Activity: State, as a number alone, how many lines of the entries contain the word "format".

Dataset entries:
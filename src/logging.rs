use std::fs::OpenOptions;
use std::path::Path;
use std::sync::Mutex;

use tracing_subscriber::layer::SubscriberExt;
use tracing_subscriber::util::SubscriberInitExt;
use tracing_subscriber::{fmt, EnvFilter, Layer};

use crate::errors::{BotError, BotResult};

/// Filter directive used when `RUST_LOG` is unset.
pub fn default_directive(level: &str, debug: bool) -> String {
    if debug {
        "debug".to_string()
    } else {
        level.to_string()
    }
}

/// Installs the global subscriber: stderr always, plus an append-only
/// plain-text file when `file` is set.
pub fn init_logging(level: &str, debug: bool, file: Option<&Path>) -> BotResult<()> {
    let filter = EnvFilter::try_from_default_env()
        .or_else(|_| EnvFilter::try_new(default_directive(level, debug)))
        .map_err(|e| BotError::Config(format!("invalid log filter: {e}")))?;

    let file_layer = match file {
        Some(path) => {
            if let Some(parent) = path.parent().filter(|p| !p.as_os_str().is_empty()) {
                std::fs::create_dir_all(parent)?;
            }
            let handle = OpenOptions::new().create(true).append(true).open(path)?;
            Some(
                fmt::layer()
                    .with_ansi(false)
                    .with_target(true)
                    .with_writer(Mutex::new(handle))
                    .boxed(),
            )
        }
        None => None,
    };

    tracing_subscriber::registry()
        .with(filter)
        .with(fmt::layer().with_writer(std::io::stderr).with_target(debug))
        .with(file_layer)
        .try_init()
        .map_err(|e| BotError::Config(format!("logging already initialised: {e}")))?;

    if let Some(path) = file {
        tracing::debug!(path = %path.display(), "logging to file");
    }
    Ok(())
}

Solution to the exercise: 2